- [Required action]
From the first line to the last, print the data exactly.

=-=-=

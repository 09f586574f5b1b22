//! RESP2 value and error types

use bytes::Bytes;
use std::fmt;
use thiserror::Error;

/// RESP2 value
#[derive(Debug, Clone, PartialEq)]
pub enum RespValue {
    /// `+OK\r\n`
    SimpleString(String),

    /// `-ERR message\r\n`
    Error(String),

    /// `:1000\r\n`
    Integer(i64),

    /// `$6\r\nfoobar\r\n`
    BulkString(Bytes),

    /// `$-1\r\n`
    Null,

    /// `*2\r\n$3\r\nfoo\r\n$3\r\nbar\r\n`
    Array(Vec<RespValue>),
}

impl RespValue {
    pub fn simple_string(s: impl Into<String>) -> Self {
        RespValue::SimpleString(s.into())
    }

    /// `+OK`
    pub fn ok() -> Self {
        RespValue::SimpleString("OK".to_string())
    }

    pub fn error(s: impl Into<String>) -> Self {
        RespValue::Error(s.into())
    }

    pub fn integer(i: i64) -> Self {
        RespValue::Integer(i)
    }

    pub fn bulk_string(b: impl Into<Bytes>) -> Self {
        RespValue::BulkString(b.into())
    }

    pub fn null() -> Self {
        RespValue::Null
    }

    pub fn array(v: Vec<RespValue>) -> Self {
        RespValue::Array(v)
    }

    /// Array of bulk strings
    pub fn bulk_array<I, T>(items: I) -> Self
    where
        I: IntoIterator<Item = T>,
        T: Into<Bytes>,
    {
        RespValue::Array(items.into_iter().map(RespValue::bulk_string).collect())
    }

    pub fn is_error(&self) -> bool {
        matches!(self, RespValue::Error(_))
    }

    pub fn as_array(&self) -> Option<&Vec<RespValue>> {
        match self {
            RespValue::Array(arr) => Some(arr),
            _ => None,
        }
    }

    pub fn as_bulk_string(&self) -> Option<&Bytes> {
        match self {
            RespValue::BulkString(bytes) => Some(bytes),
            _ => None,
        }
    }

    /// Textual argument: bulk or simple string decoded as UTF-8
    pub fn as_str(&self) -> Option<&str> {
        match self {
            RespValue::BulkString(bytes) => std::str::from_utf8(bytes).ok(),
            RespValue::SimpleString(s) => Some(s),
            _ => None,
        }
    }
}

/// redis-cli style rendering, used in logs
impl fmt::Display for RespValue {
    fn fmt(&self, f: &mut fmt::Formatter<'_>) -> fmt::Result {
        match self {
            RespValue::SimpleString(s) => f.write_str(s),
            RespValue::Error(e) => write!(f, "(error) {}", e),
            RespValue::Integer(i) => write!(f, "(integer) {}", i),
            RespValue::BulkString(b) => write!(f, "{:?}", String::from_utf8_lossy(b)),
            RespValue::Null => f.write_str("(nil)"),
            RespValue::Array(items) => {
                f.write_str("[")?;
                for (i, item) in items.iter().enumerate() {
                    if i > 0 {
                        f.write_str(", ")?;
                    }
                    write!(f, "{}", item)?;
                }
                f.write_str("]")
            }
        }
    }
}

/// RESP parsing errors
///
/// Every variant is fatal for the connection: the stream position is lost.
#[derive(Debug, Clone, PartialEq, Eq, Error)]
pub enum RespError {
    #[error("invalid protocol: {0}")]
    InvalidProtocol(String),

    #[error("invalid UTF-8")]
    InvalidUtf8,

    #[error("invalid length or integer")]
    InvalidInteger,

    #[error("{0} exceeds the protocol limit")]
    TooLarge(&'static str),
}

=-=-=

- [Exercise result]
repository 09f586574f5b1b22
//! RESP2 value and error types

use bytes::Bytes;
use std::fmt;
use thiserror::Error;

/// RESP2 value
#[derive(Debug, Clone, PartialEq)]
pub enum RespValue {
    /// `+OK\r\n`
    SimpleString(String),

    /// `-ERR message\r\n`
    Error(String),

    /// `:1000\r\n`
    Integer(i64),

    /// `$6\r\nfoobar\r\n`
    BulkString(Bytes),

    /// `$-1\r\n`
    Null,

    /// `*2\r\n$3\r\nfoo\r\n$3\r\nbar\r\n`
    Array(Vec<RespValue>),
}

impl RespValue {
    pub fn simple_string(s: impl Into<String>) -> Self {
        RespValue::SimpleString(s.into())
    }

    /// `+OK`
    pub fn ok() -> Self {
        RespValue::SimpleString("OK".to_string())
    }

    pub fn error(s: impl Into<String>) -> Self {
        RespValue::Error(s.into())
    }

    pub fn integer(i: i64) -> Self {
        RespValue::Integer(i)
    }

    pub fn bulk_string(b: impl Into<Bytes>) -> Self {
        RespValue::BulkString(b.into())
    }

    pub fn null() -> Self {
        RespValue::Null
    }

    pub fn array(v: Vec<RespValue>) -> Self {
        RespValue::Array(v)
    }

    /// Array of bulk strings
    pub fn bulk_array<I, T>(items: I) -> Self
    where
        I: IntoIterator<Item = T>,
        T: Into<Bytes>,
    {
        RespValue::Array(items.into_iter().map(RespValue::bulk_string).collect())
    }

    pub fn is_error(&self) -> bool {
        matches!(self, RespValue::Error(_))
    }

    pub fn as_array(&self) -> Option<&Vec<RespValue>> {
        match self {
            RespValue::Array(arr) => Some(arr),
            _ => None,
        }
    }

    pub fn as_bulk_string(&self) -> Option<&Bytes> {
        match self {
            RespValue::BulkString(bytes) => Some(bytes),
            _ => None,
        }
    }

    /// Textual argument: bulk or simple string decoded as UTF-8
    pub fn as_str(&self) -> Option<&str> {
        match self {
            RespValue::BulkString(bytes) => std::str::from_utf8(bytes).ok(),
            RespValue::SimpleString(s) => Some(s),
            _ => None,
        }
    }
}

/// redis-cli style rendering, used in logs
impl fmt::Display for RespValue {
    fn fmt(&self, f: &mut fmt::Formatter<'_>) -> fmt::Result {
        match self {
            RespValue::SimpleString(s) => f.write_str(s),
            RespValue::Error(e) => write!(f, "(error) {}", e),
            RespValue::Integer(i) => write!(f, "(integer) {}", i),
            RespValue::BulkString(b) => write!(f, "{:?}", String::from_utf8_lossy(b)),
            RespValue::Null => f.write_str("(nil)"),
            RespValue::Array(items) => {
                f.write_str("[")?;
                for (i, item) in items.iter().enumerate() {
                    if i > 0 {
                        f.write_str(", ")?;
                    }
                    write!(f, "{}", item)?;
                }
                f.write_str("]")
            }
        }
    }
}

/// RESP parsing errors
///
/// Every variant is fatal for the connection: the stream position is lost.
#[derive(Debug, Clone, PartialEq, Eq, Error)]
pub enum RespError {
    #[error("invalid protocol: {0}")]
    InvalidProtocol(String),

    #[error("invalid UTF-8")]
    InvalidUtf8,

    #[error("invalid length or integer")]
    InvalidInteger,

    #[error("{0} exceeds the protocol limit")]
    TooLarge(&'static str),
}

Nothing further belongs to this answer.